I want to execute a macro conditionally, based on some loop variable in the dataset.
data alldat;
do i=1 to 5;
* here, a macro should be called ;
* that is accessing some array variable of the dataset ;
* e.g. %my_macro(my_array(i));
%put hello;
output;
end;
run;
proc print; run;
How is this possible?
If I execute this example code above, hello is only output once, while alldat contains 5 values, as one would expect. I want 5 hellos in my output.
Thank you!
If you want your data step loop to output hello 5 times then use a PUT statement instead of a %PUT statement.
In general macros are used to generate SAS code that is then executed. It really depends on what type of code your macro generates. If it only generates statements than can be used inside of a data step then call it once inside of your DO loop and the generated statements will run 5 times. So if your macro generates data step statements that could update the variable whose name is passed to it then your code might look like this.
data alldata;
array my_array var1-var5 ;
do i=1 to dim(my_array);
%my_macro(my_array(i));
put 'hello';
output;
end;
run;
Otherwise you could use CALL EXECUTE to generate the macro calls so that they can then run and generate their code after the data step stops. This data step will read values from an existing array and pass the values to the macro. So it will generate 5 calls to the macro for every observation in the input data. The generated macro calls will run after the data step stops.
data _null_;
set mydata;
array my_array var1-var5 ;
do i=1 to dim(my_array);
call execute(cats('%nrstr(%my_macro)(',my_array(i),');'));
call execute('%nrstr(%put hello;)');
end;
run;
Related
Need to understand why call execute is working when it is outside the loop for each iteration ?Variable name will be overwritten every time so I should get result for last variable in my dataset rather that all 111 variables.
data _null_;
set basel.Data_Dictionary;
do i =1 to 111 ;
call symput('Varname',NAME);
%put &varname.;
end;
call execute ('%missimp(&varname.)');
run;
Not sure what you mean by outside the loop?
The first thing that program will do is print the value that the macro variable VARNAME has BEFORE the data _null_ step starts to the log. Note that macro code is processed first and then the resulting text is interpreted as the SAS code that you want to run. It would be less confusing to place the %put statement before the data statement.

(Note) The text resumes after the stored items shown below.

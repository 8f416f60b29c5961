//! Unified token usage.
//!
//! Providers disagree on what "input tokens" means. Anthropic reports new,
//! cache-read and cache-creation tokens as three disjoint buckets, while
//! `OpenAI`-style and Gemini responses report the full prompt and a cached
//! subset of it. [`UsageSummary`] always uses the disjoint form:
//!
//! | Field | Meaning |
//! |-------|---------|
//! | `input_tokens` | prompt tokens billed at the base rate (cache reads excluded) |
//! | `cache_read_tokens` | prompt tokens served from cache |
//! | `cache_creation_tokens` | prompt tokens written to cache |
//! | `output_tokens` | generated tokens, reasoning included |

use serde::{Deserialize, Serialize};

/// Finalized token counts for one provider response.
#[derive(Clone, Debug, Default, PartialEq, Serialize, Deserialize)]
#[serde(rename_all = "camelCase")]
pub struct UsageSummary {
    /// Non-cached prompt tokens.
    pub input_tokens: u64,
    /// Generated tokens.
    pub output_tokens: u64,
    /// Prompt tokens read from cache.
    pub cache_read_tokens: u64,
    /// Prompt tokens written to cache.
    pub cache_creation_tokens: u64,
    /// Provider-reported monetary cost (USD). Authoritative over token pricing.
    #[serde(skip_serializing_if = "Option::is_none")]
    pub cost_override: Option<f64>,
}

impl UsageSummary {
    /// Build a summary from disjoint buckets (Anthropic shape).
    pub fn from_disjoint(input: u64, output: u64, cache_read: u64, cache_creation: u64) -> Self {
        Self {
            input_tokens: input,
            output_tokens: output,
            cache_read_tokens: cache_read,
            cache_creation_tokens: cache_creation,
            cost_override: None,
        }
    }

    /// Build a summary from a total prompt count that includes a cached subset.
    ///
    /// The cached subset is moved out of `input_tokens`; a cached count larger
    /// than the total is clamped to the total.
    pub fn from_inclusive(prompt_total: u64, cached: u64, output: u64) -> Self {
        let cached = cached.min(prompt_total);
        Self {
            input_tokens: prompt_total - cached,
            output_tokens: output,
            cache_read_tokens: cached,
            cache_creation_tokens: 0,
            cost_override: None,
        }
    }

    /// Attach a provider-reported cost.
    #[must_use]
    pub fn with_cost(mut self, cost: Option<f64>) -> Self {
        self.cost_override = cost;
        self
    }

    /// Total prompt tokens across all buckets.
    pub fn total_prompt_tokens(&self) -> u64 {
        self.input_tokens + self.cache_read_tokens + self.cache_creation_tokens
    }
}

// ─────────────────────────────────────────────────────────────────────────────
// Tests
// ─────────────────────────────────────────────────────────────────────────────

#[cfg(test)]
mod tests {
    use super::*;
    use proptest::prelude::*;

    #[test]
    fn inclusive_subtracts_cached() {
        let usage = UsageSummary::from_inclusive(10_000, 8_000, 500);
        assert_eq!(usage.input_tokens, 2_000);
        assert_eq!(usage.cache_read_tokens, 8_000);
        assert_eq!(usage.cache_creation_tokens, 0);
        assert_eq!(usage.total_prompt_tokens(), 10_000);
    }

    #[test]
    fn inclusive_clamps_oversized_cache() {
        let usage = UsageSummary::from_inclusive(100, 250, 1);
        assert_eq!(usage.input_tokens, 0);
        assert_eq!(usage.cache_read_tokens, 100);
    }

    #[test]
    fn disjoint_keeps_buckets() {
        let usage = UsageSummary::from_disjoint(604, 100, 8_266, 12);
        assert_eq!(usage.input_tokens, 604);
        assert_eq!(usage.total_prompt_tokens(), 604 + 8_266 + 12);
    }

    #[test]
    fn cost_skipped_when_absent() {
        let json = serde_json::to_value(UsageSummary::default()).unwrap();
        assert!(json.get("costOverride").is_none());
        let json = serde_json::to_value(UsageSummary::default().with_cost(Some(0.25))).unwrap();
        assert_eq!(json["costOverride"], 0.25);
    }

    proptest! {
        #[test]
        fn inclusive_never_double_counts(total in 0u64..1_000_000, cached in 0u64..1_000_000) {
            let usage = UsageSummary::from_inclusive(total, cached, 0);
            prop_assert_eq!(usage.total_prompt_tokens(), total);
        }
    }
}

Your datastep will "loop" over each observation in your source dataset. It will read an observation from your input data. The DO loop will cause it to set the macro variable VARNAME to the same value one hundred and eleven times. Then it will place a call to the macro named MISSIMP that will use the value of VARNAME (at the time the CALL EXECUTE statement ran). This will repeat until the SET statement tries to read past the end of input dataset. All of those macro calls will run after the current data step finishes.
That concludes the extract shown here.